TASK BRIEF:
From the entries below, copy every line holding the word "usize".
+ + + +
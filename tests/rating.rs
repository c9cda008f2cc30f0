use hoops_spread::config::{EloConfig, RatingConfig};
use hoops_spread::elo::{elo_spread, estimate_rating, expected_score};

#[test]
fn winning_record_lands_between_baseline_and_win_rate_rating() {
    let cfg = RatingConfig::default();
    let r = estimate_rating(10, 5, 60.0, 15, true, &cfg);
    assert!(r > 1500.0 && r < 1620.0, "rating {r}");
}

#[test]
fn no_games_is_baseline() {
    let cfg = RatingConfig::default();
    assert_eq!(estimate_rating(0, 0, 0.0, 0, true, &cfg), 1500.0);
}

#[test]
fn rating_stays_in_bounds_for_extreme_records() {
    let cfg = RatingConfig::default();
    let perfect = estimate_rating(3, 0, 150.0, 3, false, &cfg);
    let winless = estimate_rating(0, 3, -150.0, 3, false, &cfg);
    assert!(perfect > 1500.0 && perfect <= 1800.0 + 50.0 * cfg.points_per_diff);
    assert!(winless < 1500.0);

    // The cap limits the differential term to +/-20 points per game.
    let capped = estimate_rating(3, 0, 150.0, 3, true, &cfg);
    assert!(capped < perfect);
}

#[test]
fn elo_spread_is_symmetric_around_home_court() {
    let cfg = EloConfig::default();
    let home = elo_spread(1550.0, 1550.0, true, false, false, &cfg);
    let road = elo_spread(1550.0, 1550.0, false, false, false, &cfg);
    assert!((home - 2.5).abs() < 1e-9);
    assert!((home + road).abs() < 1e-9);
    assert!(elo_spread(1550.0, 1550.0, true, true, false, &cfg) < home);
    assert!((expected_score(1600.0, 1600.0) - 0.5).abs() < 1e-12);
}
use chrono::NaiveDate;
use rayon::prelude::*;
use serde::Serialize;

use crate::calibration::{self, CalibrationBin, Forecast, Metrics};
use crate::error::ModelError;
use crate::model::{LogSnapshot, SpreadEngine};
use crate::rolling;
use crate::types::{GameRecord, OpponentTier, PredictionMode, UpcomingGame};
use crate::wager::normal_cdf;

#[derive(Debug, Clone, Copy)]
pub struct BacktestSettings {
    pub min_history: usize,
    pub mode: PredictionMode,
    pub calibration_bins: usize,
    /// Segments with fewer graded games than this are flagged as thin.
    pub min_segment_games: u32,
    /// Average-error gap, in points, before a segment is reported as biased.
    pub bias_threshold: f64,
}

impl Default for BacktestSettings {
    fn default() -> Self {
        Self {
            min_history: 5,
            mode: PredictionMode::Bayesian,
            calibration_bins: 10,
            min_segment_games: 15,
            bias_threshold: 3.0,
        }
    }
}

#[derive(Debug, Clone, Serialize)]
pub struct BacktestRow {
    pub game_id: String,
    pub date: NaiveDate,
    pub opponent: String,
    pub is_home: bool,
    pub qualified: bool,
    pub opponent_tier: OpponentTier,
    pub rest_days: u32,
    pub is_back_to_back: bool,
    pub predicted_margin: f64,
    pub raw_margin: f64,
    pub actual_margin: f64,
    pub spread: Option<f64>,
    pub sigma: f64,
    pub cover_probability: Option<f64>,
    pub elo_margin: f64,
    pub net_rating_margin: f64,
    pub mode_used: PredictionMode,
}

impl BacktestRow {
    fn forecast(&self) -> Forecast {
        Forecast {
            predicted_margin: self.predicted_margin,
            actual_margin: self.actual_margin,
            spread: self.spread,
            cover_probability: self.cover_probability,
            elo_margin: Some(self.elo_margin),
            net_rating_margin: Some(self.net_rating_margin),
        }
    }
}

#[derive(Debug, Clone, Serialize)]
pub struct BucketStats {
    pub label: String,
    pub count: usize,
    pub mae: f64,
    pub avg_predicted: f64,
    pub avg_actual: f64,
    pub ats_wins: u32,
    pub ats_graded: u32,
    pub ats_rate: f64,
    pub ci_lower: f64,
    pub ci_upper: f64,
    pub sample_sufficient: bool,
}

#[derive(Debug, Clone, PartialEq, Serialize)]
pub struct BiasNote {
    pub bucket: String,
    /// `"overpredict"` or `"underpredict"`.
    pub direction: &'static str,
    pub points: f64,
    pub count: usize,
}

#[derive(Debug, Clone, Serialize)]
pub struct BacktestReport {
    pub mode: PredictionMode,
    pub rows: Vec<BacktestRow>,
    pub metrics: Metrics,
    pub buckets: Vec<BucketStats>,
    pub biases: Vec<BiasNote>,
    pub calibration: Vec<CalibrationBin>,
}

/// Walk forward through a newest-first log, predicting each game from strictly
/// earlier games only.
pub fn run_backtest(
    engine: &SpreadEngine,
    games: &[GameRecord],
    settings: &BacktestSettings,
) -> Result<BacktestReport, ModelError> {
    rolling::ensure_newest_first(games)?;

    let mut rows = (0..games.len())
        .into_par_iter()
        .filter(|i| games.len() - i - 1 >= settings.min_history)
        .map(|i| predict_one(engine, &games[i], &games[i + 1..], settings.mode))
        .collect::<Result<Vec<_>, _>>()?;
    rows.sort_by(|a, b| a.date.cmp(&b.date).then_with(|| a.game_id.cmp(&b.game_id)));

    let forecasts: Vec<Forecast> = rows.iter().map(|r| r.forecast()).collect();
    let metrics = calibration::evaluate(&forecasts);

    let (probs, outcomes): (Vec<f64>, Vec<bool>) = forecasts
        .iter()
        .filter_map(|f| Some((f.cover_probability?, f.covered()?)))
        .unzip();
    let calibration = calibration::calibration_bins(&probs, &outcomes, settings.calibration_bins);

    tracing::info!(
        games = rows.len(),
        mae = metrics.mae,
        ats = metrics.ats_accuracy,
        "backtest complete"
    );

    let buckets = bucket_stats(&rows, settings.min_segment_games);
    let biases = identify_biases(&buckets, settings.bias_threshold);
    for b in &biases {
        tracing::debug!(bucket = %b.bucket, direction = b.direction, points = b.points, "segment bias");
    }

    Ok(BacktestReport {
        mode: settings.mode,
        buckets,
        biases,
        rows,
        metrics,
        calibration,
    })
}

fn predict_one(
    engine: &SpreadEngine,
    game: &GameRecord,
    prior: &[GameRecord],
    mode: PredictionMode,
) -> Result<BacktestRow, ModelError> {
    let upcoming = upcoming_from_record(game);
    let snapshot = LogSnapshot::from_games(prior, None)?;
    let p = engine.predict_margin(&snapshot.context(&upcoming, Some(prior)), mode)?;
    let cover_probability = game
        .spread
        .map(|s| normal_cdf((p.raw_margin + s) / p.sigma.max(1e-6)));

    Ok(BacktestRow {
        game_id: game.id.clone(),
        date: game.date,
        opponent: game.opponent.clone(),
        is_home: game.is_home,
        qualified: game.qualified,
        opponent_tier: OpponentTier::classify(
            game.opponent_net_rating.unwrap_or(0.0),
            &engine.config().tiers,
        ),
        rest_days: game.rest_days,
        is_back_to_back: game.is_back_to_back,
        predicted_margin: p.predicted_margin,
        raw_margin: p.raw_margin,
        actual_margin: game.point_margin(),
        spread: game.spread,
        sigma: p.sigma,
        cover_probability,
        elo_margin: p.elo_spread,
        net_rating_margin: p.net_rating_spread,
        mode_used: p.mode_used,
    })
}

/// Replays a finished game as if it were still upcoming.
pub fn upcoming_from_record(game: &GameRecord) -> UpcomingGame {
    let mut up = UpcomingGame::new(game.id.clone(), game.date, game.opponent.clone(), game.is_home);
    up.spread = game.spread;
    up.moneyline = game.moneyline;
    up.implied_win_prob = game.implied_win_prob;
    up.opponent_net_rating = game.opponent_net_rating;
    up.opponent_pace = game.opponent_pace;
    up.rest_days = game.rest_days;
    up.is_back_to_back = game.is_back_to_back;
    up
}

fn bucket_stats(rows: &[BacktestRow], min_sample: u32) -> Vec<BucketStats> {
    let mut out = Vec::new();
    for tier in OpponentTier::ALL {
        push_bucket(&mut out, &format!("vs_{}", tier.label()), rows, min_sample, |r| {
            r.opponent_tier == tier
        });
    }
    push_bucket(&mut out, "home", rows, min_sample, |r| r.is_home);
    push_bucket(&mut out, "away", rows, min_sample, |r| !r.is_home);
    push_bucket(&mut out, "back_to_back", rows, min_sample, |r| {
        r.rest_days == 0 || r.is_back_to_back
    });
    push_bucket(&mut out, "1_day_rest", rows, min_sample, |r| {
        r.rest_days == 1 && !r.is_back_to_back
    });
    push_bucket(&mut out, "2plus_rest", rows, min_sample, |r| {
        r.rest_days >= 2 && !r.is_back_to_back
    });
    push_bucket(&mut out, "qualified", rows, min_sample, |r| r.qualified);
    push_bucket(&mut out, "unqualified", rows, min_sample, |r| !r.qualified);
    out
}

fn push_bucket(
    out: &mut Vec<BucketStats>,
    label: &str,
    rows: &[BacktestRow],
    min_sample: u32,
    keep: impl Fn(&BacktestRow) -> bool,
) {
    let picked: Vec<&BacktestRow> = rows.iter().filter(|r| keep(r)).collect();
    if let Some(stats) = segment(label, &picked, min_sample) {
        out.push(stats);
    }
}

fn segment(label: &str, picked: &[&BacktestRow], min_sample: u32) -> Option<BucketStats> {
    if picked.is_empty() {
        return None;
    }
    let n = picked.len() as f64;
    let hits: Vec<bool> = picked.iter().filter_map(|r| r.forecast().ats_hit()).collect();
    let ats_graded = hits.len() as u32;
    let ats_wins = hits.iter().filter(|h| **h).count() as u32;
    let (ci_lower, ci_upper) = calibration::wilson_interval(ats_wins, ats_graded, 1.96);

    Some(BucketStats {
        label: label.to_string(),
        count: picked.len(),
        mae: picked
            .iter()
            .map(|r| (r.predicted_margin - r.actual_margin).abs())
            .sum::<f64>()
            / n,
        avg_predicted: picked.iter().map(|r| r.predicted_margin).sum::<f64>() / n,
        avg_actual: picked.iter().map(|r| r.actual_margin).sum::<f64>() / n,
        ats_wins,
        ats_graded,
        ats_rate: if ats_graded > 0 {
            ats_wins as f64 / ats_graded as f64
        } else {
            0.5
        },
        ci_lower,
        ci_upper,
        sample_sufficient: ats_graded >= min_sample,
    })
}

/// Segments whose average prediction misses the average result by at least `threshold` points.
pub fn identify_biases(buckets: &[BucketStats], threshold: f64) -> Vec<BiasNote> {
    buckets
        .iter()
        .filter_map(|b| {
            let gap = b.avg_predicted - b.avg_actual;
            (gap.abs() >= threshold).then(|| BiasNote {
                bucket: b.label.clone(),
                direction: if gap > 0.0 { "overpredict" } else { "underpredict" },
                points: (gap.abs() * 10.0).round() / 10.0,
                count: b.count,
            })
        })
        .collect()
}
+ + + +
SOLUTION FOR THIS TASK:
    pub min_history: usize,
    pub calibration_bins: usize,
    pub count: usize,
    pub count: usize,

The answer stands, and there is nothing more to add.